5 Biggest New TV Shows Of June 2021

June's shows rattle the bars of their cages.

lisey's story june

Summer is here, and with it yet more prestige television. Among the new TV shows of June 2021, there’s a weird tendency towards long-suffering wives suddenly having their unenviable living situations thrown into sharp relief in one way or another. There is, perhaps, a little bit of the zeitgeist at work here, knowing that after the past year or so, we’re all of us inclined to feel a lot of sympathy for anyone who finds themselves trapped in place.

 

1. Sweet Tooth | June 4

A setup seemingly ripped from the headlines – oh, there’s a horrible plague, and political strife, and the job market’s a crapshoot, you know the drill – suddenly takes a wild left turn when human-animal hybrids are thrown into the mix. Despite the trailer selling this as something that’s obviously some kind of miracle, it also makes much of the awful people who see these hybrids and immediately want to wipe them out.

Although it’s based on a comic book, Sweet Tooth appears to be trying to steal a march on the much-anticipated TV adaptation of The Last Of Us. A dear little child and their surly protector who deep down has a heart of gold traverse a post-apocalyptic world in search of safety? Why don’t they just have them cross over and be done with it?

 

2. Lisey’s Story | June 4

Some anonymous wag once rightly said that the advice to ‘write what you know’ is why we’ve had to suffer so many novels about English professors contemplating having affairs. Stephen King is at the very least some kind of baron or duke of this trend, with the act of being a frustrated writer practically inviting something horrible to happen, and when his many, many, many protagonists go mad it’s as likely as not to have something to do with all those hours staring at that blank page.

In Lisey’s Story – originally a King novel, with King himself in charge of this adaptation – the famous author is at least conveniently dead. Julianne Moore, as the dead man’s wife, has the unenviable task of trying to piece together all the hitherto-unknown details of his life. Given that King’s early period was fuelled almost entirely by cocaine and clear liquor, who knows what skeletons that could turn up?

 

3. Loki | June 9

Marvel’s complete global saturation of the media remains on pace. And of course, your serious fans won’t need me to tell them Loki’s coming up. They’ll have had the date etched in stone for months already, eagerly awaiting their next glimpse of Tom Hiddleston’s pretty little face.

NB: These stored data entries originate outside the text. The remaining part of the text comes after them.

//! Text layout for the lens display.
//!
//! A screen shows `sum(lines_per_screen)` lines, transmitted as one packet
//! per configured part. With the default `[3, 2]` layout the first packet
//! carries three lines and the second carries two.

use crate::config::PaginatorConfig;

/// Width of a string in pixels.
pub trait TextMeasurer: Send + Sync {
    fn measure(&self, text: &str) -> f32;
}

impl<F> TextMeasurer for F
where
    F: Fn(&str) -> f32 + Send + Sync,
{
    fn measure(&self, text: &str) -> f32 {
        self(text)
    }
}

/// Every character advances by the same amount.
#[derive(Debug, Clone, Copy, PartialEq)]
pub struct FixedAdvance {
    pub advance_px: f32,
}

impl FixedAdvance {
    /// Average glyph advance of the lens font relative to its size
    const ADVANCE_RATIO: f32 = 0.5;

    pub fn for_font_size(font_size_px: u32) -> Self {
        Self { advance_px: font_size_px as f32 * Self::ADVANCE_RATIO }
    }
}

impl TextMeasurer for FixedAdvance {
    fn measure(&self, text: &str) -> f32 {
        text.chars().count() as f32 * self.advance_px
    }
}

/// Lines for one part of one screen.
#[derive(Debug, Clone, PartialEq, Eq)]
pub struct Packet {
    pub screen_index: usize,
    pub part_index: usize,
    pub lines: Vec<String>,
}

impl Packet {
    /// Lines joined by `\n`.
    pub fn text(&self) -> String {
        self.lines.join("\n")
    }

    pub fn to_bytes(&self) -> Vec<u8> {
        self.text().into_bytes()
    }

    pub fn is_blank(&self) -> bool {
        self.lines.iter().all(|line| line.trim().is_empty())
    }
}

/// Ordered packets covering a whole message. Never empty.
#[derive(Debug, Clone, PartialEq, Eq)]
pub struct Pagination {
    pub packets: Vec<Packet>,
}

impl Pagination {
    pub fn total_pages(&self) -> usize {
        self.packets.len().max(1)
    }

    /// Number of screens (a screen spans one packet per part).
    pub fn screen_count(&self) -> usize {
        self.packets.last().map_or(1, |p| p.screen_index + 1)
    }

    /// Split each packet's bytes into slices of at most `capacity` bytes.
    ///
    /// A slice never spans two packets. A packet with no bytes yields one
    /// empty slice.
    pub fn to_byte_arrays(&self, capacity: usize) -> Vec<Vec<u8>> {
        let capacity = capacity.max(1);
        let mut frames = Vec::new();
        for packet in &self.packets {
            let bytes = packet.to_bytes();
            if bytes.is_empty() {
                frames.push(Vec::new());
                continue;
            }
            frames.extend(bytes.chunks(capacity).map(<[u8]>::to_vec));
        }
        if frames.is_empty() {
            frames.push(Vec::new());
        }
        frames
    }
}

pub struct TextPaginator {
    width_px: f32,
    slots: Vec<usize>,
    measurer: Box<dyn TextMeasurer>,
}

impl std::fmt::Debug for TextPaginator {
    fn fmt(&self, f: &mut std::fmt::Formatter<'_>) -> std::fmt::Result {
        f.debug_struct("TextPaginator")
            .field("width_px", &self.width_px)
            .field("slots", &self.slots)
            .finish_non_exhaustive()
    }
}

impl TextPaginator {
    /// Paginator measuring with a fixed advance derived from the font size.
    pub fn new(config: &PaginatorConfig) -> Self {
        Self::with_measurer(config, FixedAdvance::for_font_size(config.font_size_px))
    }

    pub fn with_measurer(config: &PaginatorConfig, measurer: impl TextMeasurer + 'static) -> Self {
        let mut slots: Vec<usize> = config.lines_per_screen.iter().map(|&n| n.max(1)).collect();
        if slots.is_empty() {
            slots.push(1);
        }
        Self { width_px: config.target_width_px as f32, slots, measurer: Box::new(measurer) }
    }

    /// Slot count per part, each at least one.
    pub fn slots(&self) -> &[usize] {
        &self.slots
    }

    pub fn lines_per_screen(&self) -> usize {
        self.slots.iter().sum()
    }

    pub fn paginate(&self, message: &str) -> Pagination {
        let normalized = message.replace("\r\n", "\n").replace('\r', "\n");
        let lines: Vec<String> = normalized.split('\n').flat_map(|p| self.wrap(p)).collect();

        let per_screen = self.lines_per_screen();
        let mut packets = Vec::new();
        for (screen_index, screen) in lines.chunks(per_screen).enumerate() {
            self.push_screen(&mut packets, screen_index, screen);
        }
        if packets.is_empty() {
            self.push_screen(&mut packets, 0, &[]);
        }
        Pagination { packets }
    }

    fn push_screen(&self, packets: &mut Vec<Packet>, screen_index: usize, screen: &[String]) {
        let mut offset = 0;
        for (part_index, &count) in self.slots.iter().enumerate() {
            let lines = (offset..offset + count)
                .map(|i| screen.get(i).cloned().unwrap_or_default())
                .collect();
            packets.push(Packet { screen_index, part_index, lines });
            offset += count;
        }
    }

    /// Greedy wrap of one paragraph. Always yields at least one line.
    fn wrap(&self, paragraph: &str) -> Vec<String> {
        if paragraph.is_empty() {
            return vec![String::new()];
        }
        let mut lines = Vec::new();
        let mut current = String::new();
        // Byte offset of the last whitespace char in `current`
        let mut last_space: Option<usize> = None;

        for ch in paragraph.chars() {
            current.push(ch);
            if ch.is_whitespace() {
                last_space = Some(current.len() - ch.len_utf8());
            }
            if self.measurer.measure(&current) <= self.width_px {
                continue;
            }

            match last_space {
                Some(at) => {
                    let split = at + current[at..].chars().next().map_or(1, char::len_utf8);
                    lines.push(current[..split].trim_end().to_string());
                    current = current[split..].trim_start().to_string();
                }
                None if current.chars().count() > 1 => {
                    let overflow = current.pop();
                    lines.push(std::mem::take(&mut current));
                    current.extend(overflow);
                }
                None => lines.push(std::mem::take(&mut current)),
            }
            last_space = current.char_indices().filter(|(_, c)| c.is_whitespace()).last().map(|(i, _)| i);
        }

        let tail = current.trim_end();
        if !tail.is_empty() || lines.is_empty() {
            lines.push(tail.to_string());
        }
        lines
    }
}

#[cfg(test)]
mod tests {
    use super::*;

    fn ten_px_paginator() -> TextPaginator {
        let config = PaginatorConfig { target_width_px: 30, font_size_px: 21, lines_per_screen: vec![3, 2] };
        TextPaginator::with_measurer(&config, |text: &str| text.chars().count() as f32 * 10.0)
    }

    fn lines(packet: &Packet) -> Vec<&str> {
        packet.lines.iter().map(String::as_str).collect()
    }

    #[test]
    fn splits_words_into_three_plus_two_packets() {
        let result = ten_px_paginator().paginate("A1 B2 C3 D4 E5 F6 G7 H8 I9");

        assert_eq!(result.packets.len(), 4);
        assert_eq!(lines(&result.packets[0]), ["A1", "B2", "C3"]);
        assert_eq!(lines(&result.packets[1]), ["D4", "E5"]);
        assert_eq!(lines(&result.packets[2]), ["F6", "G7", "H8"]);
        assert_eq!(lines(&result.packets[3]), ["I9", ""]);
        assert_eq!(result.screen_count(), 2);
        assert_eq!((result.packets[3].screen_index, result.packets[3].part_index), (1, 1));

        let frames = result.to_byte_arrays(64);
        assert_eq!(frames, vec![b"A1\nB2\nC3".to_vec(), b"D4\nE5".to_vec(), b"F6\nG7\nH8".to_vec(), b"I9\n".to_vec()]);
    }

    #[test]
    fn empty_input_is_one_blank_screen() {
        let result = ten_px_paginator().paginate("");
        assert_eq!(result.packets.len(), 2);
        assert_eq!(lines(&result.packets[0]), ["", "", ""]);
        assert_eq!(lines(&result.packets[1]), ["", ""]);
        assert!(result.packets.iter().all(Packet::is_blank));
        assert_eq!(result.to_byte_arrays(64), vec![b"\n\n".to_vec(), b"\n".to_vec()]);
    }

    #[test]
    fn byte_slices_never_span_packets() {
        let frames = ten_px_paginator().paginate("A1 B2 C3 D4 E5 F6 G7 H8 I9").to_byte_arrays(5);
        let expected = ["A1\nB2", "\nC3", "D4\nE5", "F6\nG7", "\nH8", "I9\n"].map(|s| s.as_bytes().to_vec());
        assert_eq!(frames, expected);
    }

    #[test]
    fn long_words_are_force_broken() {
        let result = ten_px_paginator().paginate("ABCDEFG");
        assert_eq!(lines(&result.packets[0]), ["ABC", "DEF", "G"]);
    }

    #[test]
    fn explicit_newlines_start_new_lines() {
        let result = ten_px_paginator().paginate("A\r\n\rB");
        assert_eq!(lines(&result.packets[0]), ["A", "", "B"]);
    }

    #[test]
    fn degenerate_slot_config_is_clamped() {
        let config = PaginatorConfig { lines_per_screen: vec![], ..PaginatorConfig::default() };
        assert_eq!(TextPaginator::new(&config).slots(), &[1]);

        let config = PaginatorConfig { lines_per_screen: vec![0, 2], ..PaginatorConfig::default() };
        let paginator = TextPaginator::new(&config);
        assert_eq!(paginator.slots(), &[1, 2]);
        assert_eq!(paginator.lines_per_screen(), 3);
    }

    #[test]
    fn zero_capacity_is_treated_as_one() {
        let result = ten_px_paginator().paginate("AB");
        assert_eq!(result.to_byte_arrays(0).len(), b"AB\n\n".len() + 1);
    }

    #[test]
    fn default_measurer_fits_a_sentence_on_one_line() {
        let paginator = TextPaginator::new(&PaginatorConfig::default());
        let result = paginator.paginate("Turn left in 200 m");
        assert_eq!(result.packets[0].lines[0], "Turn left in 200 m");
    }

    mod property_tests {
        use super::*;
        use proptest::prelude::*;

        proptest! {
            #[test]
            fn pagination_is_never_empty_and_respects_slots(
                text in "[a-zA-Z0-9 \n]{0,200}",
                slots in proptest::collection::vec(0usize..4, 0..4),
                width in 1u32..200,
            ) {
                let config = PaginatorConfig { target_width_px: width, font_size_px: 21, lines_per_screen: slots };
                let paginator = TextPaginator::with_measurer(&config, |t: &str| t.chars().count() as f32 * 10.0);
                let result = paginator.paginate(&text);

                prop_assert!(!result.packets.is_empty());
                prop_assert_eq!(result.packets.len() % paginator.slots().len(), 0);
                for packet in &result.packets {
                    prop_assert_eq!(packet.lines.len(), paginator.slots()[packet.part_index]);
                }
            }

            #[test]
            fn concatenated_slices_rebuild_each_packet(
                text in "\\PC{1,120}",
                capacity in 1usize..40,
            ) {
                let result = TextPaginator::new(&PaginatorConfig::default()).paginate(&text);
                let mut frames = result.to_byte_arrays(capacity).into_iter();
                for packet in &result.packets {
                    let bytes = packet.to_bytes();
                    let mut rebuilt = Vec::new();
                    if bytes.is_empty() {
                        prop_assert_eq!(frames.next(), Some(Vec::new()));
                        continue;
                    }
                    while rebuilt.len() < bytes.len() {
                        let frame = frames.next().unwrap_or_default();
                        prop_assert!(!frame.is_empty() && frame.len() <= capacity);
                        rebuilt.extend(frame);
                    }
                    prop_assert_eq!(rebuilt, bytes);
                }
                prop_assert_eq!(frames.next(), None);
            }
        }
    }
}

Loki is far from the first villain to become so popular they ended up being rehabilitated slightly getting adventures of their own, but his have the advantage of being pushed by the hell-nexus of Marvel and Disney – and will, presumably, have a few confused Norse mythology enthusiasts tuning in as well.

Loki’s very own tv show comes from Michael Waldron, who’s written for both Community and Rick and Morty, that well-known corruption of Back to the Future – which is perhaps appropriate, since the concept here is Loki skipping about through important historical events and messing with causality. So imagine Forrest Gump, only with more eye-candy.

 

4. Physical | June 18

Awash with neon and featuring so many leotards it’s like watching a spandex army on the march, to catch a first glimpse of Physical you might think that Netflix’s prematurely departed lady-wrestling drama GLOW got recommissioned. Although not directly based on fact like GLOW was, this was the point in history when videotape first hit the market – and more importantly, the workout video became huge.

Rose Byrne (lately known for her starring role in Mrs. America) leads the cast as Sheila Rubin, the unhappy wife of a political candidate for whom discovering aerobics is a game-changer. According to the press release: “behind closed doors, Sheila has her own darkly funny take on life she rarely lets the world see” – that is to say, for the benefit of any cameras that might happen to be filming her fictional life.

 

5. Kevin Can F**k Himself | June 20

Off the back of everyone suddenly noticing that Schitt’s Creek is actually quite good, Annie Murphy returns in this satire of the multi-camera sitcom format as the incongruously attractive wife of wacky live-action cartoon character Kevin. Isn’t it funny how he likes beer and sex? Isn’t it? Isn’t it? The audience are laughing, so why aren’t you?

Living in the world of a sitcom would drive anyone insane, and this goes double for the perennially under-served role of daughterwifemother, relegated to either sassily rolling their eyes, being the voice of reason, or sometimes both. It’s a tradition that is wide open for mockery. There again, if sitcoms ever evolve much beyond that it’s usually some form of ‘she feels underappreciated and snaps’, just as it seems Murphy’s role is here, so Kevin Can F**k Himself is on thin f**king ice.